Items from a data source
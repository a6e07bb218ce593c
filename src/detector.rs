// src/detector.rs

use crate::apt;
use crate::model::{DriverEntry, ScanError, ScanResult};
use crate::policy::{self, PrivilegedStatus};
use crate::task_runner::{CancelToken, ProgressSink};
use std::process::Command;

/// Detection strategy, picked by a runtime availability probe.
#[derive(Debug, Clone, Copy, PartialEq, Eq)]
pub enum DetectStrategy {
    /// `ubuntu-drivers devices` plus per-package version comparison.
    UbuntuDrivers,
    /// Filtered `apt list --upgradable`.
    AptFallback,
}

/// One driver candidate reported by `ubuntu-drivers devices`.
#[derive(Debug, PartialEq, Clone)]
pub struct DriverCandidate {
    pub package_name: String,
    pub is_recommended: bool,
}

pub fn command_available(name: &str) -> bool {
    Command::new("which")
        .arg(name)
        .output()
        .map(|o| o.status.success())
        .unwrap_or(false)
}

pub fn pick_strategy() -> Option<DetectStrategy> {
    if command_available("ubuntu-drivers") {
        Some(DetectStrategy::UbuntuDrivers)
    } else if command_available("apt") {
        Some(DetectStrategy::AptFallback)
    } else {
        None
    }
}

/// Parses `ubuntu-drivers devices` output into driver candidates
/// (testable). Lines look like:
///
///   driver   : nvidia-driver-535 - distro non-free recommended
///   driver   : xserver-xorg-video-nouveau - distro free builtin
///
/// Builtin candidates are not installable packages and are skipped.
pub fn parse_devices_output(s: &str) -> Vec<DriverCandidate> {
    let mut candidates: Vec<DriverCandidate> = Vec::new();

    for line in s.lines() {
        let line = line.trim();
        if !line.starts_with("driver") {
            continue;
        }
        let Some((_, rest)) = line.split_once(':') else {
            continue;
        };
        let Some(package) = rest.split_whitespace().next() else {
            continue;
        };
        if line.contains("builtin") {
            continue;
        }
        if candidates.iter().any(|c| c.package_name == package) {
            continue;
        }
        candidates.push(DriverCandidate {
            package_name: package.to_string(),
            is_recommended: line.contains("recommended"),
        });
    }

    candidates
}

/// Runs one full detection pass. Never panics and never returns `Err`;
/// failures are carried inside the `ScanResult`. A cancelled scan returns
/// early; the runner suppresses delivery of its result anyway.
pub fn scan(cancel: &CancelToken, progress: &ProgressSink) -> ScanResult {
    match pick_strategy() {
        None => {
            progress.log("Neither ubuntu-drivers nor apt was found on this system.");
            ScanResult::failed(ScanError::DetectionUnavailable)
        }
        Some(DetectStrategy::UbuntuDrivers) => {
            progress.log("Using ubuntu-drivers for driver detection.");
            scan_ubuntu_drivers(cancel, progress)
        }
        Some(DetectStrategy::AptFallback) => {
            progress.log("ubuntu-drivers not found, using apt as fallback.");
            scan_apt_fallback(cancel, progress)
        }
    }
}

fn scan_ubuntu_drivers(cancel: &CancelToken, progress: &ProgressSink) -> ScanResult {
    progress.status("Analyzing devices and driver candidates...");
    progress.fraction(0.1);

    let output = match Command::new("ubuntu-drivers")
        .arg("devices")
        .env("LANG", "C")
        .output()
    {
        Ok(output) => output,
        Err(err) => {
            // Present on PATH a moment ago but not runnable; one shot at
            // the fallback instead of failing the scan.
            progress.log(format!(
                "ubuntu-drivers could not be started ({}), continuing with the apt fallback.",
                err
            ));
            return scan_apt_fallback(cancel, progress);
        }
    };

    let stdout = String::from_utf8_lossy(&output.stdout);
    let candidates = parse_devices_output(&stdout);
    if cancel.is_cancelled() {
        return ScanResult::ok(Vec::new());
    }

    progress.status("Checking installed and candidate package versions...");
    progress.fraction(0.4);

    let mut entries = Vec::new();
    for candidate in &candidates {
        if cancel.is_cancelled() {
            return ScanResult::ok(Vec::new());
        }
        progress.log(format!("Checking package: {}", candidate.package_name));

        let (installed, available) = match apt::policy(&candidate.package_name) {
            Ok(versions) => versions,
            Err(err) => {
                progress.log(format!(
                    "Version lookup failed for {}: {}",
                    candidate.package_name, err
                ));
                continue;
            }
        };

        if let (Some(current), Some(available)) = (installed, available) {
            if current != available {
                progress.log(format!(
                    "-> Update found: {} {} -> {}",
                    candidate.package_name, current, available
                ));
                entries.push(DriverEntry {
                    package_name: candidate.package_name.clone(),
                    current_version: current,
                    available_version: available,
                    is_recommended: candidate.is_recommended,
                });
            }
        }
    }

    // Nothing to upgrade: offer recommended drivers that are missing
    // entirely, with an empty current version.
    if entries.is_empty() {
        progress.status("Looking for recommended drivers to install...");
        progress.fraction(0.7);

        for candidate in candidates.iter().filter(|c| c.is_recommended) {
            if cancel.is_cancelled() {
                return ScanResult::ok(Vec::new());
            }
            let (installed, available) = match apt::policy(&candidate.package_name) {
                Ok(versions) => versions,
                Err(_) => continue,
            };
            if installed.is_none() {
                if let Some(available) = available {
                    progress.log(format!(
                        "-> Recommended for installation: {} (candidate {})",
                        candidate.package_name, available
                    ));
                    entries.push(DriverEntry {
                        package_name: candidate.package_name.clone(),
                        current_version: String::new(),
                        available_version: available,
                        is_recommended: true,
                    });
                }
            }
        }
    }

    progress.status("Scan complete");
    progress.fraction(1.0);
    ScanResult::ok(entries)
}

fn scan_apt_fallback(cancel: &CancelToken, progress: &ProgressSink) -> ScanResult {
    progress.status("Refreshing package lists...");
    progress.fraction(0.1);
    progress.log("Running `pkexec apt update` to refresh the package lists...");

    match policy::refresh_package_lists() {
        Ok(PrivilegedStatus::Ok) => progress.log("Package lists refreshed."),
        Ok(PrivilegedStatus::AuthDenied) => {
            return ScanResult::failed(ScanError::CommandFailed(
                "authentication was refused while refreshing the package lists".to_string(),
            ));
        }
        Ok(PrivilegedStatus::Failed(code)) => {
            return ScanResult::failed(ScanError::CommandFailed(format!(
                "`apt update` exited with code {}",
                code
            )));
        }
        Err(err) => {
            return ScanResult::failed(ScanError::CommandFailed(err.to_string()));
        }
    }

    if cancel.is_cancelled() {
        return ScanResult::ok(Vec::new());
    }

    progress.status("Checking upgradable packages...");
    progress.fraction(0.5);

    match apt::upgradable_driver_packages() {
        Ok(entries) => {
            for entry in &entries {
                progress.log(format!("-> Possible driver update: {}", entry.package_name));
            }
            progress.status("Scan complete");
            progress.fraction(1.0);
            ScanResult::ok(entries)
        }
        Err(err) => ScanResult::failed(ScanError::CommandFailed(err.to_string())),
    }
}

**What needs to be done:** Go through the entries above and copy each line with "DetectStrategy" in it.

**Result:**
pub enum DetectStrategy {
pub fn pick_strategy() -> Option<DetectStrategy> {
        Some(DetectStrategy::UbuntuDrivers)
        Some(DetectStrategy::AptFallback)
        Some(DetectStrategy::UbuntuDrivers) => {
        Some(DetectStrategy::AptFallback) => {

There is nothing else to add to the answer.